> _THE PROBLEM_
Only an exact retyping of all the entries counts as an answer.
▶
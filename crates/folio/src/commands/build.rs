//! `folio build` command implementation.

use std::path::PathBuf;
use std::process::ExitCode;
use std::time::Instant;

use clap::Args;
use folio_cms::ContentfulClient;
use folio_config::{CliSettings, Config, Mode};
use tracing::{error, warn};

use crate::error::CliError;
use crate::output::Output;
use crate::pipeline::{BuildOutcome, BuildStats, DurationCheck, Pipeline, check_duration};

/// Arguments for the build command.
#[derive(Args)]
pub(crate) struct BuildArgs {
    /// Path to configuration file (default: auto-discover folio.toml).
    #[arg(short, long)]
    config: Option<PathBuf>,

    /// API mode: production (published) or preview (drafts).
    #[arg(long, env = "CONTENTFUL_MODE")]
    mode: Option<Mode>,

    /// Contentful space ID (overrides config).
    #[arg(long, env = "CONTENTFUL_SPACE_ID")]
    space_id: Option<String>,

    /// Delivery API token (overrides config).
    #[arg(long, env = "CONTENTFUL_ACCESS_TOKEN", hide_env_values = true)]
    access_token: Option<String>,

    /// Preview API token (overrides config).
    #[arg(long, env = "CONTENTFUL_PREVIEW_TOKEN", hide_env_values = true)]
    preview_token: Option<String>,

    /// Site root receiving `_posts/` and `_data/` (overrides config).
    #[arg(short, long)]
    output_dir: Option<PathBuf>,

    /// CMS locale to build; repeat for several (overrides config).
    #[arg(short, long = "locale")]
    locales: Vec<String>,

    /// Enable verbose output (per-entry progress and cache logs).
    #[arg(short, long)]
    pub verbose: bool,
}

impl BuildArgs {
    /// Execute the build command.
    ///
    /// Returns a failing exit code when the failure rate reaches the
    /// configured threshold.
    ///
    /// # Errors
    ///
    /// Returns an error if configuration is invalid or the client cannot be
    /// created.
    pub(crate) fn execute(self) -> Result<ExitCode, CliError> {
        let output = Output::new();
        let started = Instant::now();

        let cli_settings = CliSettings {
            mode: self.mode,
            space_id: self.space_id,
            access_token: self.access_token,
            preview_token: self.preview_token,
            output_dir: self.output_dir,
            locales: (!self.locales.is_empty()).then_some(self.locales),
        };
        let config = Config::load(self.config.as_deref(), Some(&cli_settings))?;
        let contentful = config.require_contentful()?;
        let client = ContentfulClient::from_config(contentful)?;

        output.highlight(&format!(
            "Building space {} ({} mode)",
            contentful.space_id, contentful.mode
        ));
        output.info(&format!(
            "Output directory: {}",
            config.site_resolved.output_dir.display()
        ));
        output.info(&format!(
            "Locales: {}",
            config.site_resolved.locales.join(", ")
        ));

        let stats = Pipeline::new(&client, &config).run();

        let elapsed = started.elapsed();
        let seconds = elapsed.as_secs_f64();
        match check_duration(elapsed, &config.build) {
            DurationCheck::Critical => error!(
                duration = seconds,
                threshold = config.build.critical_duration,
                "Build duration critical, investigate caching and API calls"
            ),
            DurationCheck::Slow => warn!(
                duration = seconds,
                target = config.build.warn_duration,
                "Build slow"
            ),
            DurationCheck::WithinTarget => {}
        }

        print_summary(&output, &stats, seconds);
        let outcome = stats.outcome(config.build.failure_threshold);
        print_outcome(&output, &stats, outcome, config.build.failure_threshold);

        Ok(if outcome.is_failure() {
            ExitCode::FAILURE
        } else {
            ExitCode::SUCCESS
        })
    }
}

fn print_summary(output: &Output, stats: &BuildStats, seconds: f64) {
    output.separator();
    output.stat("Duration", &format!("{seconds:.1}s"));
    output.stat("Entries", &stats.total_entries.to_string());
    output.stat("Successful", &stats.successful.to_string());
    output.stat("Failed", &stats.failed.to_string());
    output.stat("Locales", &stats.locales_processed.join(", "));
    output.separator();
}

fn print_outcome(output: &Output, stats: &BuildStats, outcome: BuildOutcome, threshold: f64) {
    match outcome {
        BuildOutcome::NoContent => {
            output.warning("No content entries found");
        }
        BuildOutcome::Success => {
            output.success("Build complete");
        }
        BuildOutcome::PartialFailure(rate) => {
            output.warning(&format!(
                "Partial failure: {} of {} entries failed ({:.1}%), deploying partial content",
                stats.failed,
                stats.total_entries,
                rate * 100.0
            ));
        }
        BuildOutcome::ThresholdExceeded(rate) => {
            output.error(&format!(
                "Failure threshold exceeded: {} of {} entries failed ({:.1}% >= {:.1}%)",
                stats.failed,
                stats.total_entries,
                rate * 100.0,
                threshold * 100.0
            ));
        }
    }
}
◀
> _TASK SOLUTION_
filename crates/folio/src/commands/build.rs
//! `folio build` command implementation.

use std::path::PathBuf;
use std::process::ExitCode;
use std::time::Instant;

use clap::Args;
use folio_cms::ContentfulClient;
use folio_config::{CliSettings, Config, Mode};
use tracing::{error, warn};

use crate::error::CliError;
use crate::output::Output;
use crate::pipeline::{BuildOutcome, BuildStats, DurationCheck, Pipeline, check_duration};

/// Arguments for the build command.
#[derive(Args)]
pub(crate) struct BuildArgs {
    /// Path to configuration file (default: auto-discover folio.toml).
    #[arg(short, long)]
    config: Option<PathBuf>,

    /// API mode: production (published) or preview (drafts).
    #[arg(long, env = "CONTENTFUL_MODE")]
    mode: Option<Mode>,

    /// Contentful space ID (overrides config).
    #[arg(long, env = "CONTENTFUL_SPACE_ID")]
    space_id: Option<String>,

    /// Delivery API token (overrides config).
    #[arg(long, env = "CONTENTFUL_ACCESS_TOKEN", hide_env_values = true)]
    access_token: Option<String>,

    /// Preview API token (overrides config).
    #[arg(long, env = "CONTENTFUL_PREVIEW_TOKEN", hide_env_values = true)]
    preview_token: Option<String>,

    /// Site root receiving `_posts/` and `_data/` (overrides config).
    #[arg(short, long)]
    output_dir: Option<PathBuf>,

    /// CMS locale to build; repeat for several (overrides config).
    #[arg(short, long = "locale")]
    locales: Vec<String>,

    /// Enable verbose output (per-entry progress and cache logs).
    #[arg(short, long)]
    pub verbose: bool,
}

impl BuildArgs {
    /// Execute the build command.
    ///
    /// Returns a failing exit code when the failure rate reaches the
    /// configured threshold.
    ///
    /// # Errors
    ///
    /// Returns an error if configuration is invalid or the client cannot be
    /// created.
    pub(crate) fn execute(self) -> Result<ExitCode, CliError> {
        let output = Output::new();
        let started = Instant::now();

        let cli_settings = CliSettings {
            mode: self.mode,
            space_id: self.space_id,
            access_token: self.access_token,
            preview_token: self.preview_token,
            output_dir: self.output_dir,
            locales: (!self.locales.is_empty()).then_some(self.locales),
        };
        let config = Config::load(self.config.as_deref(), Some(&cli_settings))?;
        let contentful = config.require_contentful()?;
        let client = ContentfulClient::from_config(contentful)?;

        output.highlight(&format!(
            "Building space {} ({} mode)",
            contentful.space_id, contentful.mode
        ));
        output.info(&format!(
            "Output directory: {}",
            config.site_resolved.output_dir.display()
        ));
        output.info(&format!(
            "Locales: {}",
            config.site_resolved.locales.join(", ")
        ));

        let stats = Pipeline::new(&client, &config).run();

        let elapsed = started.elapsed();
        let seconds = elapsed.as_secs_f64();
        match check_duration(elapsed, &config.build) {
            DurationCheck::Critical => error!(
                duration = seconds,
                threshold = config.build.critical_duration,
                "Build duration critical, investigate caching and API calls"
            ),
            DurationCheck::Slow => warn!(
                duration = seconds,
                target = config.build.warn_duration,
                "Build slow"
            ),
            DurationCheck::WithinTarget => {}
        }

        print_summary(&output, &stats, seconds);
        let outcome = stats.outcome(config.build.failure_threshold);
        print_outcome(&output, &stats, outcome, config.build.failure_threshold);

        Ok(if outcome.is_failure() {
            ExitCode::FAILURE
        } else {
            ExitCode::SUCCESS
        })
    }
}

fn print_summary(output: &Output, stats: &BuildStats, seconds: f64) {
    output.separator();
    output.stat("Duration", &format!("{seconds:.1}s"));
    output.stat("Entries", &stats.total_entries.to_string());
    output.stat("Successful", &stats.successful.to_string());
    output.stat("Failed", &stats.failed.to_string());
    output.stat("Locales", &stats.locales_processed.join(", "));
    output.separator();
}

fn print_outcome(output: &Output, stats: &BuildStats, outcome: BuildOutcome, threshold: f64) {
    match outcome {
        BuildOutcome::NoContent => {
            output.warning("No content entries found");
        }
        BuildOutcome::Success => {
            output.success("Build complete");
        }
        BuildOutcome::PartialFailure(rate) => {
            output.warning(&format!(
                "Partial failure: {} of {} entries failed ({:.1}%), deploying partial content",
                stats.failed,
                stats.total_entries,
                rate * 100.0
            ));
        }
        BuildOutcome::ThresholdExceeded(rate) => {
            output.error(&format!(
                "Failure threshold exceeded: {} of {} entries failed ({:.1}% >= {:.1}%)",
                stats.failed,
                stats.total_entries,
                rate * 100.0,
                threshold * 100.0
            ));
        }
    }
}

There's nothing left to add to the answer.